EXERCISE DESCRIPTION: All of the entries below, duplicated exactly, make up the answer.

SOURCE DATA:
//! Default identifiers shared by the controller and the site stylesheet.

// ── Storage ─────────────────────────────────────────────────────

/// `localStorage` key holding the user's explicit palette choice.
pub const STORAGE_KEY: &str = "palette";

// ── DOM ─────────────────────────────────────────────────────────

/// Id of the optional toggle control rendered by the page template.
pub const SWITCH_ELEMENT_ID: &str = "light-switch";

/// Root attribute that may carry a JSON `PaletteConfig` override.
pub const CONFIG_ATTRIBUTE: &str = "data-palette-config";

/// Class token on `<html>` for the light palette.
pub const LIGHT_CLASS: &str = "light-palette";

/// Class token on `<html>` for the dark palette.
pub const DARK_CLASS: &str = "dark-palette";

// ── System signal ───────────────────────────────────────────────

/// Media query answering "does the user prefer a dark appearance".
pub const DARK_QUERY: &str = "(prefers-color-scheme: dark)";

SOLUTION FOR THIS TASK:
//! Default identifiers shared by the controller and the site stylesheet.

// ── Storage ─────────────────────────────────────────────────────

/// `localStorage` key holding the user's explicit palette choice.
pub const STORAGE_KEY: &str = "palette";

// ── DOM ─────────────────────────────────────────────────────────

/// Id of the optional toggle control rendered by the page template.
pub const SWITCH_ELEMENT_ID: &str = "light-switch";

/// Root attribute that may carry a JSON `PaletteConfig` override.
pub const CONFIG_ATTRIBUTE: &str = "data-palette-config";

/// Class token on `<html>` for the light palette.
pub const LIGHT_CLASS: &str = "light-palette";

/// Class token on `<html>` for the dark palette.
pub const DARK_CLASS: &str = "dark-palette";

// ── System signal ───────────────────────────────────────────────

/// Media query answering "does the user prefer a dark appearance".
pub const DARK_QUERY: &str = "(prefers-color-scheme: dark)";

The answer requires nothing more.